__What to do__.
Quote exactly and only this range of lines in the data below: the line that holds "fn new(db: MockDb, usage: MockUsageRepository)" to the line that holds "let config = Config", both included.

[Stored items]
──────────
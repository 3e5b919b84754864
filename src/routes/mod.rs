pub mod auth;
pub mod billing;
pub mod webhooks;

use axum::{
    response::{IntoResponse, Response},
    routing::{get, post},
    Router,
};
use tower_http::trace::TraceLayer;

use crate::responses::JsonResponse;
use crate::state::AppState;

pub fn router(state: AppState) -> Router {
    let billing_routes = Router::new()
        .route("/webhook", post(webhooks::stripe_webhook))
        .route("/webhook/alternate", post(webhooks::paddle_webhook))
        .route("/checkout", post(billing::create_checkout))
        .route("/portal", post(billing::create_portal))
        .route("/limits", get(billing::get_limits))
        .route("/subscription", get(billing::get_subscription));

    Router::new()
        .route("/health", get(health))
        .nest("/billing", billing_routes)
        .with_state(state)
        .layer(TraceLayer::new_for_http())
}

async fn health() -> Response {
    JsonResponse::success("ok").into_response()
}

#[cfg(test)]
mod tests {
    use std::sync::Arc;

    use axum::{
        body::{to_bytes, Body},
        http::{header, Request, StatusCode},
    };
    use serde_json::{json, Value};
    use time::OffsetDateTime;
    use tower::ServiceExt;
    use uuid::Uuid;

    use super::router;
    use crate::config::{Config, PaddleSettings, StripeSettings};
    use crate::db::{
        mock_db::{billing_user, MockDb},
        mock_webhook_event_repository::MockWebhookEventRepository,
        usage_repository::MockUsageRepository,
    };
    use crate::models::{plan::Plan, subscription::BillingProvider};
    use crate::services::billing::{
        plan_resolver::{PlanResolver, PriceCatalog},
        signature::test_support::{stripe_header, STRIPE_SECRET},
    };
    use crate::services::stripe::{MockStripeService, StripeService};
    use crate::state::AppState;
    use crate::utils::jwt::test_support::{access_token, verifier, AUDIENCE, ISSUER, SECRET};

    struct TestApp {
        state: AppState,
        db: Arc<MockDb>,
        events: MockWebhookEventRepository,
        stripe: MockStripeService,
    }

    impl TestApp {
        fn new(db: MockDb, usage: MockUsageRepository) -> Self {
            let catalog = PriceCatalog::default().with_prices(
                BillingProvider::Stripe,
                Plan::Individual,
                &["price_individual_monthly"],
            );
            let config = Config {
                database_url: "postgres://localhost/test".into(),
                frontend_origin: "http://localhost:5173".into(),
                bind_addr: "127.0.0.1:0".into(),
                jwt_secret: SECRET.into(),
                jwt_issuer: ISSUER.into(),
                jwt_audience: AUDIENCE.into(),
                stripe: StripeSettings {
                    secret_key: Some("sk_test".into()),
                    webhook_secret: Some(STRIPE_SECRET.into()),
                },
                paddle: PaddleSettings::default(),
                prices: catalog.clone(),
            };

            let db = Arc::new(db);
            let events = MockWebhookEventRepository::default();
            let stripe = MockStripeService::new();
            let state = AppState {
                users: db.clone(),
                subscriptions: db.clone(),
                webhook_events: Arc::new(events.clone()),
                usage: Arc::new(usage),
                stripe: Some(Arc::new(stripe.clone()) as Arc<dyn StripeService>),
                plans: Arc::new(PlanResolver::new(catalog)),
                config: Arc::new(config),
                session_tokens: Arc::new(verifier()),
            };
            Self {
                state,
                db,
                events,
                stripe,
            }
        }

        fn token(&self, user_id: Uuid) -> String {
            access_token(user_id)
        }

        async fn send(&self, request: Request<Body>) -> (StatusCode, Value) {
            let response = router(self.state.clone()).oneshot(request).await.unwrap();
            let status = response.status();
            let bytes = to_bytes(response.into_body(), 64 * 1024).await.unwrap();
            let body = if bytes.is_empty() {
                Value::Null
            } else {
                serde_json::from_slice(&bytes).unwrap()
            };
            (status, body)
        }
    }

    fn authed(method: &str, uri: &str, token: &str, body: Option<Value>) -> Request<Body> {
        let builder = Request::builder()
            .method(method)
            .uri(uri)
            .header(header::AUTHORIZATION, format!("Bearer {token}"));
        match body {
            Some(json) => builder
                .header(header::CONTENT_TYPE, "application/json")
                .body(Body::from(json.to_string()))
                .unwrap(),
            None => builder.body(Body::empty()).unwrap(),
        }
    }

    fn stripe_delivery(body: &[u8]) -> Request<Body> {
        Request::builder()
            .method("POST")
            .uri("/billing/webhook")
            .header(
                "Stripe-Signature",
                stripe_header(body, OffsetDateTime::now_utc().unix_timestamp()),
            )
            .body(Body::from(body.to_vec()))
            .unwrap()
    }

    #[tokio::test]
    async fn health_reports_success() {
        let app = TestApp::new(MockDb::default(), MockUsageRepository::new());
        let (status, body) = app
            .send(Request::get("/health").body(Body::empty()).unwrap())
            .await;
        assert_eq!(status, StatusCode::OK);
        assert_eq!(body["success"], true);
    }

    #[tokio::test]
    async fn webhook_without_signature_is_bad_request() {
        let app = TestApp::new(MockDb::default(), MockUsageRepository::new());
        let request = Request::post("/billing/webhook")
            .body(Body::from("{}"))
            .unwrap();
        let (status, body) = app.send(request).await;
        assert_eq!(status, StatusCode::BAD_REQUEST);
        assert_eq!(body["message"], "Missing Stripe-Signature");
        assert_eq!(app.events.len(), 0);
    }

    #[tokio::test]
    async fn webhook_replay_is_acknowledged_as_duplicate() {
        let user = Uuid::new_v4();
        let app = TestApp::new(
            MockDb::default().with_user(billing_user(user, None)),
            MockUsageRepository::new(),
        );
        let payload = serde_json::to_vec(&json!({
            "id": "evt_route_1",
            "type": "customer.subscription.created",
            "data": { "object": {
                "id": "sub_route",
                "customer": "cus_route",
                "status": "active",
                "metadata": { "user_id": user.to_string() },
                "items": { "data": [ { "price": { "id": "price_individual_monthly" } } ] }
            } }
        }))
        .unwrap();

        let (status, body) = app.send(stripe_delivery(&payload)).await;
        assert_eq!(status, StatusCode::OK);
        assert_eq!(body, json!({ "received": true }));
        assert_eq!(
            app.db.user(user).unwrap().subscription_tier.as_deref(),
            Some("pro")
        );

        let (status, body) = app.send(stripe_delivery(&payload)).await;
        assert_eq!(status, StatusCode::OK);
        assert_eq!(body, json!({ "received": true, "duplicate": true }));
        assert_eq!(app.db.subscription_count(), 1);
        assert_eq!(*app.db.upsert_calls.lock().unwrap(), 1);
    }

    #[tokio::test]
    async fn alternate_webhook_without_secret_is_server_error() {
        let app = TestApp::new(MockDb::default(), MockUsageRepository::new());
        let request = Request::post("/billing/webhook/alternate")
            .header("Paddle-Signature", "ts=1;h1=00")
            .body(Body::from("{}"))
            .unwrap();
        let (status, body) = app.send(request).await;
        assert_eq!(status, StatusCode::INTERNAL_SERVER_ERROR);
        assert_eq!(body["code"], "billing_not_configured");
    }

    #[tokio::test]
    async fn checkout_requires_session() {
        let app = TestApp::new(MockDb::default(), MockUsageRepository::new());
        let request = Request::post("/billing/checkout")
            .header(header::CONTENT_TYPE, "application/json")
            .body(Body::from(
                json!({ "priceId": "price_individual_monthly", "successUrl": "a", "cancelUrl": "b" })
                    .to_string(),
            ))
            .unwrap();
        let (status, _) = app.send(request).await;
        assert_eq!(status, StatusCode::UNAUTHORIZED);
        assert_eq!(app.stripe.call_count(), 0);
    }

    #[tokio::test]
    async fn checkout_returns_session_for_known_price() {
        let user = Uuid::new_v4();
        let app = TestApp::new(
            MockDb::default().with_user(billing_user(user, None)),
            MockUsageRepository::new(),
        );
        let request = authed(
            "POST",
            "/billing/checkout",
            &app.token(user),
            Some(json!({
                "priceId": "price_individual_monthly",
                "successUrl": "https://app.test/ok",
                "cancelUrl": "https://app.test/cancel"
            })),
        );

        let (status, body) = app.send(request).await;
        assert_eq!(status, StatusCode::OK);
        assert!(body["sessionId"].as_str().unwrap().starts_with("cs_test_"));
        assert_eq!(app.stripe.call_count(), 1);
    }

    #[tokio::test]
    async fn checkout_rejects_unknown_price() {
        let user = Uuid::new_v4();
        let app = TestApp::new(MockDb::default(), MockUsageRepository::new());
        let request = authed(
            "POST",
            "/billing/checkout",
            &app.token(user),
            Some(json!({ "priceId": "price_nope", "successUrl": "a", "cancelUrl": "b" })),
        );
        let (status, body) = app.send(request).await;
        assert_eq!(status, StatusCode::BAD_REQUEST);
        assert_eq!(body["code"], "invalid_price_id");
        assert_eq!(app.stripe.call_count(), 0);
    }

    #[tokio::test]
    async fn portal_without_customer_is_no_subscription() {
        let user = Uuid::new_v4();
        let app = TestApp::new(
            MockDb::default().with_user(billing_user(user, Some("pro"))),
            MockUsageRepository::new(),
        );
        let request = authed(
            "POST",
            "/billing/portal",
            &app.token(user),
            Some(json!({ "returnUrl": "https://app.test/account" })),
        );
        let (status, body) = app.send(request).await;
        assert_eq!(status, StatusCode::BAD_REQUEST);
        assert_eq!(body["code"], "no_subscription");
    }

    #[tokio::test]
    async fn single_resource_limit_is_reported() {
        let user = Uuid::new_v4();
        let mut usage = MockUsageRepository::new();
        usage.expect_count_active_devices().returning(|_| Ok(2));
        let app = TestApp::new(
            MockDb::default().with_user(billing_user(user, Some("free"))),
            usage,
        );

        let (status, body) = app
            .send(authed("GET", "/billing/limits?resource=devices", &app.token(user), None))
            .await;
        assert_eq!(status, StatusCode::OK);
        assert_eq!(body, json!({ "allowed": false, "current": 2, "limit": 2 }));
    }

    #[tokio::test]
    async fn all_limits_are_reported_without_resource() {
        let user = Uuid::new_v4();
        let mut usage = MockUsageRepository::new();
        usage.expect_count_active_devices().returning(|_| Ok(0));
        usage.expect_count_team_vaults().returning(|_| Ok(0));
        usage.expect_count_team_members().returning(|_| Ok(0));
        let app = TestApp::new(MockDb::default(), usage);

        let (status, body) = app
            .send(authed("GET", "/billing/limits", &app.token(user), None))
            .await;
        assert_eq!(status, StatusCode::OK);
        assert_eq!(body["plan"], "free");
        assert_eq!(body["teamMembers"]["limit"], 0);
        assert_eq!(body["storage"]["current"], 0);
    }

    #[tokio::test]
    async fn unknown_resource_is_rejected() {
        let user = Uuid::new_v4();
        let app = TestApp::new(MockDb::default(), MockUsageRepository::new());
        let (status, body) = app
            .send(authed("GET", "/billing/limits?resource=widgets", &app.token(user), None))
            .await;
        assert_eq!(status, StatusCode::BAD_REQUEST);
        assert_eq!(body["code"], "invalid_resource");
    }

    #[tokio::test]
    async fn subscription_summary_defaults_to_free() {
        let user = Uuid::new_v4();
        let app = TestApp::new(MockDb::default(), MockUsageRepository::new());
        let (status, body) = app
            .send(authed("GET", "/billing/subscription", &app.token(user), None))
            .await;
        assert_eq!(status, StatusCode::OK);
        assert_eq!(body["tier"], "free");
        assert!(body["subscription"].is_null());
    }
}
──────────
__Expected output__.
        fn new(db: MockDb, usage: MockUsageRepository) -> Self {
            let catalog = PriceCatalog::default().with_prices(
                BillingProvider::Stripe,
                Plan::Individual,
                &["price_individual_monthly"],
            );
            let config = Config {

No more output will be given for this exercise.